Сил хватило лишь на то, чтобы подумать об этом. Ловя ускользающую мысль, он засыпал, будто валился с кручи, будто погребён был не под сенной трухой, а под обломками скал — уже не пошевельнуть рукой, не разжать веки.

Пришёл Левин в себя от громких голосов в хотоне: женщины доили коров и перекликались меж собой. Окошко в стене хотона — плитка льда, вмурованная вместо стекла, — слабо белело, снаружи уже занялось утро. Потрескивали лучинки, их неверное пламя отражалось на мокрых стенах.

Левин сдержал стон, даже язык прикусил — так болела нога. Два знакомых якутских слова то и дело повторялись в болтовне доярок — «бандит» и «красный». Видимо, и сюда дошёл слух о вчерашней стычке между разведчиками и белыми «братьями». Кто знает, может, прибилась его лошадь или винтовка нашлась. Может, «братья» сейчас вовсю шарят по дворам в поисках исчезнувшего конника?

Сквозь щели яслей была хорошо видна спина той, которую ночью он напугал до полусмерти. Она доила молча, не поднимая головы от ведра.

Но вот лучина, воткнутая в корявый столб, нагорела, стала меркнуть, — женщина встала, чтобы очистить уголь. Огонёк ожил под её рукой, и Левин успел разглядеть лицо своей спасительницы: та, кого он принял за «тётеньку», оказалась девушкой, довольно милой к тому же.

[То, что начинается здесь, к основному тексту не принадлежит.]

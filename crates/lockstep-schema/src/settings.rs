//! In-place edits of the `[tool.lockstep]` settings in a manifest.
//!
//! Edits go through `toml_edit` so comments and layout elsewhere in the file
//! survive. The edited document is re-resolved before it is written back; an
//! edit that would leave an invalid manifest is rejected and the file is left
//! untouched.

use crate::lock::write_atomic;
use crate::project::{parse_manifest_str, ManifestError};
use std::fmt;
use std::fs;
use std::path::Path;
use std::str::FromStr;
use toml_edit::{Array, DocumentMut, Item, Table};

const TOOL: &str = "tool";
const LOCKSTEP: &str = "lockstep";

#[derive(Debug, Clone, Copy, PartialEq, Eq)]
enum ValueKind {
    Text,
    List,
    Integer,
}

/// A tool-only setting that `config set`/`config remove` may change.
#[derive(Debug, Clone, Copy, PartialEq, Eq)]
pub enum ConfigKey {
    BuildSystem,
    CondaChannels,
    CondaPath,
    PoetryPath,
    SolverPath,
    Solver,
    SolverTimeoutSecs,
    EnvBuildSystem,
    EnvPlatforms,
    EnvLockPath,
    EnvName,
    PackageBuildSystem,
    PackageCondaBuildPath,
    PackageCondaPublishUrl,
    PackagePoetryPublishRepository,
    PackageLockPath,
}

impl ConfigKey {
    pub const ALL: [Self; 16] = [
        Self::BuildSystem,
        Self::CondaChannels,
        Self::CondaPath,
        Self::PoetryPath,
        Self::SolverPath,
        Self::Solver,
        Self::SolverTimeoutSecs,
        Self::EnvBuildSystem,
        Self::EnvPlatforms,
        Self::EnvLockPath,
        Self::EnvName,
        Self::PackageBuildSystem,
        Self::PackageCondaBuildPath,
        Self::PackageCondaPublishUrl,
        Self::PackagePoetryPublishRepository,
        Self::PackageLockPath,
    ];

    /// Dotted key below `[tool.lockstep]`.
    pub fn as_str(self) -> &'static str {
        match self {
            Self::BuildSystem => "build-system",
            Self::CondaChannels => "conda-channels",
            Self::CondaPath => "conda-path",
            Self::PoetryPath => "poetry-path",
            Self::SolverPath => "solver-path",
            Self::Solver => "solver",
            Self::SolverTimeoutSecs => "solver-timeout-secs",
            Self::EnvBuildSystem => "env.build-system",
            Self::EnvPlatforms => "env.platforms",
            Self::EnvLockPath => "env.lock-path",
            Self::EnvName => "env.name",
            Self::PackageBuildSystem => "package.build-system",
            Self::PackageCondaBuildPath => "package.conda-build-path",
            Self::PackageCondaPublishUrl => "package.conda-publish-url",
            Self::PackagePoetryPublishRepository => "package.poetry-publish-repository",
            Self::PackageLockPath => "package.lock-path",
        }
    }

    /// Comma-separated list of every key, for error messages and help text.
    pub fn known() -> String {
        Self::ALL
            .into_iter()
            .map(Self::as_str)
            .collect::<Vec<_>>()
            .join(", ")
    }

    fn kind(self) -> ValueKind {
        match self {
            Self::CondaChannels | Self::EnvPlatforms => ValueKind::List,
            Self::SolverTimeoutSecs => ValueKind::Integer,
            _ => ValueKind::Text,
        }
    }

    /// Sub-table (`env`/`package`) and the key inside it.
    fn location(self) -> (Option<&'static str>, &'static str) {
        match self.as_str().split_once('.') {
            Some((table, key)) => (Some(table), key),
            None => (None, self.as_str()),
        }
    }

    /// List settings take comma-separated values.
    fn to_item(self, raw: &str) -> Result<Item, ManifestError> {
        let invalid = || ManifestError::InvalidConfigValue {
            key: self.as_str().to_owned(),
            value: raw.to_owned(),
        };
        match self.kind() {
            ValueKind::Text => {
                let text = raw.trim();
                if text.is_empty() {
                    return Err(invalid());
                }
                Ok(toml_edit::value(text))
            }
            ValueKind::List => {
                let mut values = Array::new();
                for v in raw.split(',').map(str::trim).filter(|v| !v.is_empty()) {
                    values.push(v);
                }
                if values.is_empty() {
                    return Err(invalid());
                }
                Ok(toml_edit::value(values))
            }
            ValueKind::Integer => raw
                .trim()
                .parse::<u32>()
                .map(|n| toml_edit::value(i64::from(n)))
                .map_err(|_| invalid()),
        }
    }
}

impl FromStr for ConfigKey {
    type Err = ManifestError;

    fn from_str(s: &str) -> Result<Self, Self::Err> {
        let wanted = s.trim();
        Self::ALL
            .into_iter()
            .find(|k| k.as_str() == wanted)
            .ok_or_else(|| ManifestError::UnknownConfigKey(wanted.to_owned()))
    }
}

impl fmt::Display for ConfigKey {
    fn fmt(&self, f: &mut fmt::Formatter<'_>) -> fmt::Result {
        f.write_str(self.as_str())
    }
}

fn child_table<'t>(
    parent: &'t mut Table,
    key: &str,
    path: &str,
) -> Result<&'t mut Table, ManifestError> {
    let item = parent.entry(key).or_insert_with(|| {
        let mut table = Table::new();
        table.set_implicit(true);
        Item::Table(table)
    });
    item.as_table_mut()
        .ok_or_else(|| ManifestError::NotATable(path.to_owned()))
}

fn edit_manifest<T>(
    manifest: &Path,
    edit: impl FnOnce(&mut Table) -> Result<T, ManifestError>,
) -> Result<T, ManifestError> {
    let text = fs::read_to_string(manifest)?;
    let mut doc: DocumentMut = text.parse()?;
    let tool = child_table(doc.as_table_mut(), TOOL, TOOL)?;
    let lockstep = child_table(tool, LOCKSTEP, "tool.lockstep")?;
    let result = edit(lockstep)?;

    let edited = doc.to_string();
    parse_manifest_str(&edited, manifest, |_| None)?;
    write_atomic(manifest, edited.as_bytes())?;
    Ok(result)
}

/// Set `key` in the manifest's `[tool.lockstep]` table.
pub fn set_config_value(
    manifest: &Path,
    key: ConfigKey,
    raw: &str,
) -> Result<(), ManifestError> {
    let item = key.to_item(raw)?;
    edit_manifest(manifest, |lockstep| {
        let (table, field) = key.location();
        let target = match table {
            Some(name) => child_table(lockstep, name, &format!("tool.lockstep.{name}"))?,
            None => lockstep,
        };
        target.insert(field, item);
        Ok(())
    })
}

/// Remove `key` from the manifest. Returns whether it was present.
pub fn remove_config_value(manifest: &Path, key: ConfigKey) -> Result<bool, ManifestError> {
    edit_manifest(manifest, |lockstep| {
        let (table, field) = key.location();
        let target = match table {
            Some(name) => match lockstep.get_mut(name).and_then(Item::as_table_mut) {
                Some(t) => t,
                None => return Ok(false),
            },
            None => lockstep,
        };
        Ok(target.remove(field).is_some())
    })
}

Чудно устроен человек: даже в своём бедственном положении парень оставался парнем. Словно куль затиснут, в нос и в рот лезут коровьи объедья, «братья» его ищут, чтобы поставить к стенке, а он обрадовался: «Ишь ты, попалась мне какая… краля!» У его спасительницы лицо было удивительно белое, чистое — это и в полутьме видно. Тонкие брови, рот чуть припухший… Совсем ещё юная. «Эх, и дрожит же она сейчас! В такое дело влипла…»

На этом он снова впал в забытье.

— Эй, догор. Табаарыс , — она тормошила его.

Левин приподнялся на локте. Чашка мучной каши с сосновой заболотью дымилась перед ним, поверх лежал кусок лепёшки.